Il Santuario di Tindari, divenuto Basilica papale minore l'8 settembre 2018, si trova all'estremità orientale del promontorio, a strapiombo sul mare, in corrispondenza dell'antica acropoli, dove una piccola chiesa era stata costruita sui resti della città abbandonata.
La devozione alla "Matri 'u Tinnaru" è indubbiamente tra le più antiche devozioni mariane in Sicilia, diffusa e festeggiata praticamente in tutta l'isola.
La statua della Madonna Nera, scolpita in legno di cedro, è di epoca imprecisata, forse giunta qui dall'Egitto in seguito al fenomeno dell'iconoclastia, nell'VIII-IX secolo. La Madonna, una Theotókos Odigitria seduta nella posizione della Basilissa ("Regina in trono"), regge in braccio il Bambino Gesù, ha una corona in testa, e presenta la caratteristica inconfondibile del volto lungo - lo si nota soprattutto nelle grandi proporzioni del naso, ma anche dalla conformazione della parte inferiore del volto stranamente allungato verso il basso mantenendo comunque proporzioni aggraziate e davvero molto armoniose anche dal punto di vista artistico. Il volto lungo è presente anche in altre raffigurazioni orientali e africane, ma raro tra le statue religiose in occidente. Alla base della statua, la scritta che riprende il Cantico dei cantici 1,5 e 1,6 Nigra sum sed formosa, traducibile come "sono bruna ma bella".

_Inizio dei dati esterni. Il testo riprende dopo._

//! Error types emitted by the Japow CLI.
//!
//! Keep this error type reasonably small, as many CLI helpers return
//! `Result<_, CliError>` and the workspace enables `clippy::result_large_err`.

use std::sync::Arc;

use camino::Utf8PathBuf;
use japow_core::{PreferenceError, ProviderError};
use thiserror::Error;

/// Errors emitted by the Japow CLI.
#[derive(Debug, Error)]
pub enum CliError {
    /// Provided arguments failed Clap validation.
    #[error(transparent)]
    ArgumentParsing(#[from] clap::Error),
    /// Configuration layering failed (files, env, CLI).
    #[error("failed to load configuration: {0}")]
    Configuration(#[from] Arc<ortho_config::OrthoError>),
    /// A required positional argument is missing after configuration merging.
    #[error("missing {field} (pass it as the positional path argument or set {env})")]
    MissingArgument {
        /// Name of the missing argument.
        field: &'static str,
        /// Environment variable that can supply it.
        env: &'static str,
    },
    /// A referenced input path does not exist on disk.
    #[error("{field} path {path:?} does not exist")]
    MissingSourceFile {
        /// Option that named the path.
        field: &'static str,
        /// The missing path.
        path: Utf8PathBuf,
    },
    /// A referenced input path exists but is not a file.
    #[error("{field} path {path:?} exists but is not a file")]
    SourcePathNotFile {
        /// Option that named the path.
        field: &'static str,
        /// The offending path.
        path: Utf8PathBuf,
    },
    /// A referenced input path could not be inspected due to an IO error.
    #[error("failed to inspect {field} path {path:?}: {source}")]
    InspectSourcePath {
        /// Option that named the path.
        field: &'static str,
        /// The path being inspected.
        path: Utf8PathBuf,
        /// Underlying IO failure.
        #[source]
        source: std::io::Error,
    },
    /// A preference weight was out of range.
    #[error(transparent)]
    InvalidPreferences(#[from] PreferenceError),
    /// The region filter named no known region.
    #[error("invalid --{field} value: {reason}")]
    InvalidRegion {
        /// Option that carried the region.
        field: &'static str,
        /// Why the value was rejected.
        reason: String,
    },
    /// Opening the forecast file failed.
    #[error("failed to open forecasts at {path:?}: {source}")]
    OpenForecasts {
        /// Path of the forecast file.
        path: Utf8PathBuf,
        /// Underlying IO failure.
        #[source]
        source: std::io::Error,
    },
    /// Forecast JSON could not be decoded.
    #[error("failed to parse forecast JSON at {path:?}: {source}")]
    ParseForecasts {
        /// Path of the forecast file.
        path: Utf8PathBuf,
        /// Decoder failure.
        #[source]
        source: serde_json::Error,
    },
    /// One resort's daily columns did not form a valid sequence.
    #[error("forecast for {resort_id} in {path:?} is invalid: {source}")]
    InvalidForecast {
        /// Path of the forecast file.
        path: Utf8PathBuf,
        /// Resort whose payload was rejected.
        resort_id: String,
        /// Why the payload was rejected.
        #[source]
        source: Box<ProviderError>,
    },
    /// Serializing command output failed.
    #[error("failed to serialize output: {0}")]
    SerialiseOutput(#[source] serde_json::Error),
    /// Writing command output failed.
    #[error("failed to write output: {0}")]
    WriteOutput(#[source] std::io::Error),
}
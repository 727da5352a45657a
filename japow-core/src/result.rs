//! Inputs and outputs exchanged with the scoring crates.

use std::collections::BTreeSet;

use crate::{ObservationSequence, Tag};

/// One resort's observations, as handed over by the weather provider.
#[derive(Debug, Clone, PartialEq)]
#[cfg_attr(feature = "serde", derive(serde::Serialize, serde::Deserialize))]
pub struct ResortForecast {
    /// Resort identifier, usually a catalogue id such as `"niseko"`.
    pub resort_id: String,
    /// Observations to score.
    pub sequence: ObservationSequence,
}

impl ResortForecast {
    /// Pair a resort identifier with its observations.
    #[must_use]
    pub fn new(resort_id: impl Into<String>, sequence: ObservationSequence) -> Self {
        Self {
            resort_id: resort_id.into(),
            sequence,
        }
    }
}

/// Score and tags computed for a single resort.
///
/// # Examples
/// ```
/// use japow_core::ScoreResult;
///
/// let result = ScoreResult::empty();
/// assert_eq!(result.raw_score, 0);
/// assert!(result.tags.is_empty());
/// ```
#[derive(Debug, Clone, PartialEq, Eq, Default)]
#[cfg_attr(feature = "serde", derive(serde::Serialize, serde::Deserialize))]
pub struct ScoreResult {
    /// Rounded, non-negative powder score.
    pub raw_score: u32,
    /// Union of tags raised across all scored days.
    pub tags: BTreeSet<Tag>,
}

impl ScoreResult {
    /// The result for a resort with nothing to score.
    #[must_use]
    pub const fn empty() -> Self {
        Self {
            raw_score: 0,
            tags: BTreeSet::new(),
        }
    }

    /// Report whether `tag` was raised.
    #[must_use]
    pub fn has_tag(&self, tag: Tag) -> bool {
        self.tags.contains(&tag)
    }
}

/// A resort's place in a ranking.
#[derive(Debug, Clone, PartialEq, Eq)]
#[cfg_attr(feature = "serde", derive(serde::Serialize, serde::Deserialize))]
pub struct RankedResult {
    /// Resort identifier copied from the input.
    pub resort_id: String,
    /// Rounded, non-negative powder score.
    pub raw_score: u32,
    /// Union of tags raised across all scored days.
    pub tags: BTreeSet<Tag>,
    /// 1-based position in the ranking; ties keep input order.
    pub rank: usize,
}
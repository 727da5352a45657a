//! Descriptive labels raised while scoring a resort's forecast.
//!
//! # Examples
//! ```
//! use japow_core::Tag;
//!
//! assert_eq!(Tag::WindHoldRisk.as_str(), "Wind Hold Risk");
//! assert_eq!("Bluebird Potential".parse::<Tag>(), Ok(Tag::BluebirdPotential));
//! ```

/// A condition worth surfacing alongside a resort's score.
///
/// Ordering is declaration order so tag sets render deterministically.
#[derive(Debug, Clone, Copy, PartialEq, Eq, PartialOrd, Ord, Hash)]
#[cfg_attr(feature = "serde", derive(serde::Serialize, serde::Deserialize))]
pub enum Tag {
    /// A clear day directly after a heavy snowfall.
    #[cfg_attr(feature = "serde", serde(rename = "Bluebird Potential"))]
    BluebirdPotential,
    /// Wind strong enough to close lifts for the day.
    #[cfg_attr(feature = "serde", serde(rename = "Wind Hold Risk"))]
    WindHoldRisk,
}

impl Tag {
    /// Return the human-readable label.
    #[must_use]
    pub const fn as_str(self) -> &'static str {
        match self {
            Self::BluebirdPotential => "Bluebird Potential",
            Self::WindHoldRisk => "Wind Hold Risk",
        }
    }
}

impl std::fmt::Display for Tag {
    fn fmt(&self, f: &mut std::fmt::Formatter<'_>) -> std::fmt::Result {
        f.write_str(self.as_str())
    }
}

impl std::str::FromStr for Tag {
    type Err = String;

    fn from_str(s: &str) -> Result<Self, Self::Err> {
        match s {
            "Bluebird Potential" => Ok(Self::BluebirdPotential),
            "Wind Hold Risk" => Ok(Self::WindHoldRisk),
            _ => Err(format!("unknown tag '{s}'")),
        }
    }
}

Il santuario ha una storia travagliata. Nel luglio 1544 l'assalto dell'armata corsara turco - ottomana capitanata dall'ammiraglio Khayr al-Din Barbarossa insidia la costa tirrenica siciliana: incendia la cattedrale di San Bartolomeo di Lipari, assedia l'abitato protetto dal castello di Santa Lucia del Mela, minaccia la cittadella fortificata di Milazzo, devasta la chiesa che è ricostruita tra il 1552 e il 1598. Il vescovo Giovanni Previtera fonda il santuario di Tindari. Costruisce e finanzia la cattedrale con gli edifici annessi, i cui lavori furono completati dopo la sua morte grazie alle donazioni della famiglia Previtera alla diocesi di Patti. Il santuario è ampliato dal vescovo Giuseppe Pullano con la costruzione di una nuova chiesa più grande consacrata nel 1979. Come la Porziuncola di San Francesco a Santa Maria degli Angeli ad Assisi, o il santuario della Casa Santa della Madonna inglobata nella basilica-fortezza di Loreto, allo stesso modo dentro le mura degli edifici che attorniano il santuario di Tindari, nella parte esterna a ridosso del presbiterio, vi si trova l'originaria chiesa della Madonna nera, venendo a costituire dunque una sorta di chiesa nella chiesa, accessibile solo in determinati periodi dell'anno e in determinati orari giornalieri. Sulla cantoria in controfacciata, si trova il grande organo a canne, costruito da Giuseppe Ruffatti nel 1978, con 78 registri su cinque manuali e pedale.
La festa del santuario e della Madonna del Tindari si svolge ogni anno tra il 7 e l'8 settembre, in occasione della festa liturgica della Natività della Vergine.